## [What is being asked]
Wherever the string "written" turns up in the data, copy the whole line.

## [The records]

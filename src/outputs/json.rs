//! JSON output for the map viewer.
//!
//! The whole camera list is written as one pretty-printed (4-space indent)
//! array to `<data-dir>/cctvs.json`. Every run replaces the file completely;
//! the new content is written to a temporary sibling first and renamed into
//! place so readers never see a half-written document.

use crate::error::Result;
use crate::models::CameraRecord;
use serde::Serialize;
use serde_json::ser::{PrettyFormatter, Serializer};
use std::path::{Path, PathBuf};
use tokio::fs;
use tracing::{error, info, instrument};

/// File name of the snapshot inside the data directory.
pub const OUTPUT_FILE: &str = "cctvs.json";

/// Serialize records as a 4-space-indented JSON array.
pub fn to_pretty_json(records: &[CameraRecord]) -> Result<Vec<u8>> {
    let mut buf = Vec::new();
    let mut serializer = Serializer::with_formatter(&mut buf, PrettyFormatter::with_indent(b"    "));
    records.serialize(&mut serializer)?;
    Ok(buf)
}

/// Write the camera list to `{data_dir}/cctvs.json`, creating `data_dir` if needed.
///
/// The binary has already created the directory through
/// [`ensure_writable_dir`](crate::utils::ensure_writable_dir); this only matters
/// for callers that skip that check.
///
/// # Returns
///
/// The path of the written file.
#[instrument(level = "info", skip_all, fields(data_dir = %data_dir.display(), count = records.len()))]
pub async fn write_cameras(records: &[CameraRecord], data_dir: &Path) -> Result<PathBuf> {
    let json = to_pretty_json(records)?;

    if let Err(e) = fs::create_dir_all(data_dir).await {
        error!(error = %e, "Failed to create data directory");
        return Err(e.into());
    }

    let path = data_dir.join(OUTPUT_FILE);
    let tmp_path = data_dir.join(format!("{OUTPUT_FILE}.tmp"));
    fs::write(&tmp_path, json).await?;
    fs::rename(&tmp_path, &path).await?;
    info!(path = %path.display(), "Wrote camera list");

    Ok(path)
}

/// Read a camera list previously written by [`write_cameras`].
#[instrument(level = "debug")]
pub async fn read_cameras(path: &Path) -> Result<Vec<CameraRecord>> {
    let raw = fs::read(path).await?;
    Ok(serde_json::from_slice(&raw)?)
}

#[cfg(test)]
mod tests {
    use super::*;
    use crate::models::Region;
    use pretty_assertions::assert_eq;
    use serde_json::Value;
    use std::collections::BTreeSet;

    fn sample() -> Vec<CameraRecord> {
        vec![
            CameraRecord {
                id: "kab-7".to_string(),
                name: "KAB - Jl. Test".to_string(),
                lat: -6.9,
                lng: 107.6,
                stream_url: "http://x/y.m3u8".to_string(),
                region: Region::KabupatenBandung,
            },
            CameraRecord {
                id: "pelindung-3".to_string(),
                name: "PELINDUNG - Pasteur".to_string(),
                lat: 0.0,
                lng: 0.0,
                stream_url: String::new(),
                region: Region::KotaBandung,
            },
        ]
    }

    #[test]
    fn test_to_pretty_json_uses_four_space_indent() {
        let json = String::from_utf8(to_pretty_json(&sample()).unwrap()).unwrap();
        assert!(json.starts_with("[\n    {\n        \"id\": \"kab-7\""));
        assert!(json.contains("\"streamUrl\": \"http://x/y.m3u8\""));
    }

    #[test]
    fn test_to_pretty_json_empty() {
        assert_eq!(to_pretty_json(&[]).unwrap(), b"[]");
    }

    #[tokio::test]
    async fn test_write_creates_missing_directory() {
        let tmp = tempfile::tempdir().unwrap();
        let data_dir = tmp.path().join("src").join("data");
        let path = write_cameras(&sample(), &data_dir).await.unwrap();
        assert_eq!(path, data_dir.join("cctvs.json"));
        assert!(path.is_file());
        assert!(!data_dir.join("cctvs.json.tmp").exists());
    }

    #[tokio::test]
    async fn test_round_trip_field_set() {
        let tmp = tempfile::tempdir().unwrap();
        let path = write_cameras(&sample(), tmp.path()).await.unwrap();

        let raw: Value = serde_json::from_slice(&tokio::fs::read(&path).await.unwrap()).unwrap();
        let expected: BTreeSet<&str> = ["id", "name", "lat", "lng", "streamUrl", "region"].into();
        for object in raw.as_array().unwrap() {
            let keys: BTreeSet<&str> = object.as_object().unwrap().keys().map(String::as_str).collect();
            assert_eq!(keys, expected);
        }

        assert_eq!(read_cameras(&path).await.unwrap(), sample());
    }

    #[tokio::test]
    async fn test_write_replaces_previous_snapshot() {
        let tmp = tempfile::tempdir().unwrap();
        write_cameras(&sample(), tmp.path()).await.unwrap();
        let path = write_cameras(&sample()[..1], tmp.path()).await.unwrap();
        assert_eq!(read_cameras(&path).await.unwrap().len(), 1);
    }
}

## [Reply]
//! The whole camera list is written as one pretty-printed (4-space indent)
//! the new content is written to a temporary sibling first and renamed into
//! place so readers never see a half-written document.
/// The path of the written file.
/// Read a camera list previously written by [`write_cameras`].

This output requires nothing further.